Reflecting on his college years, Bryant told the Los Angeles Times: "The Ivy League's not really my type of environment. I had some really good teammates and friends, but outside of the football world I didn't interact much with the other kids."

==Professional career==

Pre-draft measurables
| Height | Weight | 40-yard dash | 10-yard split | 20-yard split | 20-yard shuttle | Three-cone drill | Vertical jump | Broad jump | Bench press |
| 6 ft 5+5⁄8 in (1.97 m) | 288 lb (131 kg) | 4.92 s | 1.67 s | 2.82 s | 4.45 s | 7.44 s | 31.0 in (0.79 m) | 9 ft 10 in (3.00 m) | 35 reps |
All values from Pro Day

===Oakland Raiders===
Bryant is the 29th Harvard Crimson football player to play in the NFL. In April 2009, Bryant signed a free agent contract with the Oakland Raiders. Bryant played all 16 games of his rookie season and had 24 solo and 8 assisted tackles. The next season, Bryant made 2.5 sacks.

===Cleveland Browns===
Bryant signed with the Cleveland Browns on March 12, 2013 as an unrestricted free agent for a five-year $34 million contract, with $15 million guaranteed.

Bryant started 12 games with the Browns in 2013, recording 31 tackles and 3.5 sacks. On December 4, 2013, Bryant was placed on the reserve/non-football illness list, ending his season, after Bryant had issues with an irregular heartbeat.

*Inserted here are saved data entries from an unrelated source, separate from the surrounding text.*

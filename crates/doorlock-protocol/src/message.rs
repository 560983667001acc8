//! Line messages exchanged with the host.

use std::fmt;

use doorlock_core::VerificationRequest;
use serde::{Deserialize, Serialize};

use crate::{FIELD_SEPARATOR, LINE_TERMINATOR};

/// Tag of a two-phase verification request.
pub const CHECK_TAG: &str = "CHECK";

/// Tag of a single-code verification request.
pub const CODE_TAG: &str = "CODE";

/// Full text of the obstruction telemetry line.
pub const OBSTRUCTION_LINE: &str = "ULTRA:1";

/// Message sent from the controller to the host.
///
/// `Display` renders the line text without its terminator.
///
/// # Examples
///
/// ```
/// use doorlock_protocol::OutboundMessage;
///
/// let msg = OutboundMessage::Check {
///     identifier: "123".to_string(),
///     passcode: "4567".to_string(),
/// };
/// assert_eq!(msg.to_string(), "CHECK:123:4567");
/// assert_eq!(msg.encode_line(), "CHECK:123:4567\n");
/// assert_eq!(OutboundMessage::Obstruction.to_string(), "ULTRA:1");
/// ```
#[derive(Debug, Clone, PartialEq, Eq, Serialize, Deserialize)]
pub enum OutboundMessage {
    /// `CHECK:<identifier>:<passcode>`
    Check { identifier: String, passcode: String },

    /// `CODE:<passcode>`
    Code { passcode: String },

    /// `ULTRA:1`
    Obstruction,
}

impl OutboundMessage {
    /// Build the wire message for a completed entry.
    ///
    /// Requests with an identifier use `CHECK`, code-only requests use `CODE`.
    #[must_use]
    pub fn from_request(request: &VerificationRequest) -> Self {
        let passcode = request.passcode().as_str().to_string();
        match request.identifier() {
            Some(identifier) => OutboundMessage::Check {
                identifier: identifier.as_str().to_string(),
                passcode,
            },
            None => OutboundMessage::Code { passcode },
        }
    }

    /// Line text including the terminator.
    #[must_use]
    pub fn encode_line(&self) -> String {
        format!("{self}{LINE_TERMINATOR}")
    }

    /// Short label for logging that never includes credentials.
    #[must_use]
    pub fn kind(&self) -> &'static str {
        match self {
            OutboundMessage::Check { .. } => CHECK_TAG,
            OutboundMessage::Code { .. } => CODE_TAG,
            OutboundMessage::Obstruction => "ULTRA",
        }
    }
}

impl fmt::Display for OutboundMessage {
    fn fmt(&self, f: &mut fmt::Formatter<'_>) -> fmt::Result {
        match self {
            OutboundMessage::Check {
                identifier,
                passcode,
            } => write!(
                f,
                "{CHECK_TAG}{FIELD_SEPARATOR}{identifier}{FIELD_SEPARATOR}{passcode}"
            ),
            OutboundMessage::Code { passcode } => {
                write!(f, "{CODE_TAG}{FIELD_SEPARATOR}{passcode}")
            }
            OutboundMessage::Obstruction => f.write_str(OBSTRUCTION_LINE),
        }
    }
}

/// Line received from the host.
#[derive(Debug, Clone, PartialEq, Eq, Serialize, Deserialize)]
pub enum HostReply {
    /// Credentials accepted; the door should unlock.
    Match,

    /// Passcode did not match the identifier.
    NoMatch,

    /// No record exists for the identifier.
    NoListing,

    /// Host failed while evaluating the request.
    Error,

    /// Host asks for the door to be locked.
    Lock,

    /// Anything else, kept verbatim for logging.
    Unknown(String),
}

impl HostReply {
    /// Parse one host line. Surrounding whitespace and `\r` are ignored.
    ///
    /// # Examples
    ///
    /// ```
    /// use doorlock_protocol::HostReply;
    ///
    /// assert_eq!(HostReply::parse("MATCH\r"), HostReply::Match);
    /// assert_eq!(HostReply::parse("NO_LISTING"), HostReply::NoListing);
    /// assert_eq!(HostReply::parse("HELLO"), HostReply::Unknown("HELLO".to_string()));
    /// ```
    #[must_use]
    pub fn parse(line: &str) -> Self {
        match line.trim() {
            "MATCH" => HostReply::Match,
            "NO_MATCH" => HostReply::NoMatch,
            "NO_LISTING" => HostReply::NoListing,
            "ERROR" => HostReply::Error,
            "LOCK" => HostReply::Lock,
            other => HostReply::Unknown(other.to_string()),
        }
    }
}

impl fmt::Display for HostReply {
    fn fmt(&self, f: &mut fmt::Formatter<'_>) -> fmt::Result {
        match self {
            HostReply::Match => f.write_str("MATCH"),
            HostReply::NoMatch => f.write_str("NO_MATCH"),
            HostReply::NoListing => f.write_str("NO_LISTING"),
            HostReply::Error => f.write_str("ERROR"),
            HostReply::Lock => f.write_str("LOCK"),
            HostReply::Unknown(line) => f.write_str(line),
        }
    }
}

#[cfg(test)]
mod tests {
    use super::*;
    use doorlock_core::{Identifier, Passcode};
    use rstest::rstest;

    #[test]
    fn test_check_from_request() {
        let request = VerificationRequest::new(
            Identifier::new("123").unwrap(),
            Passcode::new("4567", 4).unwrap(),
        );
        let msg = OutboundMessage::from_request(&request);
        assert_eq!(msg.encode_line(), "CHECK:123:4567\n");
        assert_eq!(msg.kind(), "CHECK");
    }

    #[test]
    fn test_code_from_request() {
        let request = VerificationRequest::code_only(Passcode::new("0042", 4).unwrap());
        let msg = OutboundMessage::from_request(&request);
        assert_eq!(msg.encode_line(), "CODE:0042\n");
    }

    #[test]
    fn test_obstruction_line() {
        assert_eq!(OutboundMessage::Obstruction.encode_line(), "ULTRA:1\n");
    }

    #[rstest]
    #[case("MATCH", HostReply::Match)]
    #[case("NO_MATCH", HostReply::NoMatch)]
    #[case("NO_LISTING", HostReply::NoListing)]
    #[case("ERROR", HostReply::Error)]
    #[case("LOCK", HostReply::Lock)]
    #[case("  MATCH \r", HostReply::Match)]
    #[case("match", HostReply::Unknown("match".to_string()))]
    fn test_parse_host_reply(#[case] line: &str, #[case] expected: HostReply) {
        assert_eq!(HostReply::parse(line), expected);
    }
}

Bryant returned to play in the 2014 season, starting all 15 games he played with five sacks, one fumble recovery, and 50 tackles.

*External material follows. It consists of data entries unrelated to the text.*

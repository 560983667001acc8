//! Application configuration file.

use std::fs;
use std::path::{Path, PathBuf};

use anyhow::Context;
use doorlock_core::{ControllerConfig, RelockPolicy};
use doorlock_core::constants::DEFAULT_RELOCK_GRACE_MS;
use serde::{Deserialize, Serialize};

/// Scheduler period used when the file does not set one.
pub const DEFAULT_TICK_MS: u64 = 50;

/// Baud rate of the lock's UART.
pub const DEFAULT_BAUD_RATE: u32 = 9600;

#[derive(Debug, Clone, PartialEq, Deserialize, Serialize)]
#[serde(default)]
pub struct AppConfig {
    /// Milliseconds between controller ticks.
    pub tick_ms: u64,

    /// Host serial link. Without it host replies are typed on stdin.
    pub serial: Option<SerialConfig>,

    pub controller: ControllerConfig,
}

impl Default for AppConfig {
    fn default() -> Self {
        Self {
            tick_ms: DEFAULT_TICK_MS,
            serial: None,
            controller: ControllerConfig::default(),
        }
    }
}

#[derive(Debug, Clone, PartialEq, Deserialize, Serialize)]
pub struct SerialConfig {
    /// The serial port.
    pub port: PathBuf,

    /// The baud rate.
    #[serde(default = "default_baud_rate")]
    pub baudrate: u32,
}

fn default_baud_rate() -> u32 {
    DEFAULT_BAUD_RATE
}

impl AppConfig {
    /// Parse and validate the config file at `path`.
    pub fn load(path: &Path) -> anyhow::Result<Self> {
        let contents = fs::read_to_string(path)
            .with_context(|| format!("Failed to read config file at {path:?}"))?;
        let config: Self = toml::from_str(&contents)
            .with_context(|| format!("Failed to parse config file at {path:?}"))?;
        config.validate()?;
        Ok(config)
    }

    pub fn validate(&self) -> anyhow::Result<()> {
        if self.tick_ms == 0 {
            anyhow::bail!("tick_ms must be greater than zero");
        }
        self.controller
            .validate()
            .context("Invalid controller configuration")
    }

    pub fn example() -> Self {
        Self {
            tick_ms: DEFAULT_TICK_MS,
            serial: Some(SerialConfig {
                port: PathBuf::from("/dev/ttyACM0"),
                baudrate: DEFAULT_BAUD_RATE,
            }),
            controller: ControllerConfig {
                relock: RelockPolicy::AfterGrace {
                    grace_ms: DEFAULT_RELOCK_GRACE_MS,
                },
                ..ControllerConfig::default()
            },
        }
    }
}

During the 2016 offseason, Bryant was ruled out for the season due to tearing a pectoral muscle while weightlifting.

On August 22, 2017, Bryant was released by the Browns.

==NFL career statistics==

Legend
| Bold | Career high |

Year: Team; Games; Tackles; Interceptions; Fumbles
GP: GS; Cmb; Solo; Ast; Sck; TFL; Int; Yds; TD; Lng; PD; FF; FR; Yds; TD
2009: OAK; 16; 0; 32; 24; 8; 0.0; 0; 0; 0; 0; 0; 0; 1; 1; 0; 0
2010: OAK; 15; 0; 21; 15; 6; 2.5; 4; 0; 0; 0; 0; 0; 0; 0; 0; 0
2011: OAK; 16; 10; 35; 30; 5; 5.0; 8; 0; 0; 0; 0; 1; 1; 0; 0; 0
2012: OAK; 16; 8; 36; 26; 10; 3.0; 8; 0; 0; 0; 0; 1; 1; 0; 0; 0
2013: CLE; 12; 12; 31; 11; 20; 3.5; 3; 0; 0; 0; 0; 0; 0; 0; 0; 0
2014: CLE; 15; 15; 50; 25; 25; 5.0; 8; 0; 0; 0; 0; 1; 0; 1; 0; 0
2015: CLE; 14; 14; 33; 24; 9; 6.0; 7; 0; 0; 0; 0; 0; 1; 0; 0; 0
104; 59; 238; 155; 83; 25.0; 38; 0; 0; 0; 0; 3; 4; 2; 0; 0

==Personal life==
In June 2010, Bryant was one of five men arrested for an attack in a parking lot. Bryant was arrested on a misdemeanor criminal mischief charge for allegedly showing up drunk and shirtless at a Florida family's home on February 24, 2013. His mug shot showing him intoxicated with his eyes half closed and tongue sticking out went viral.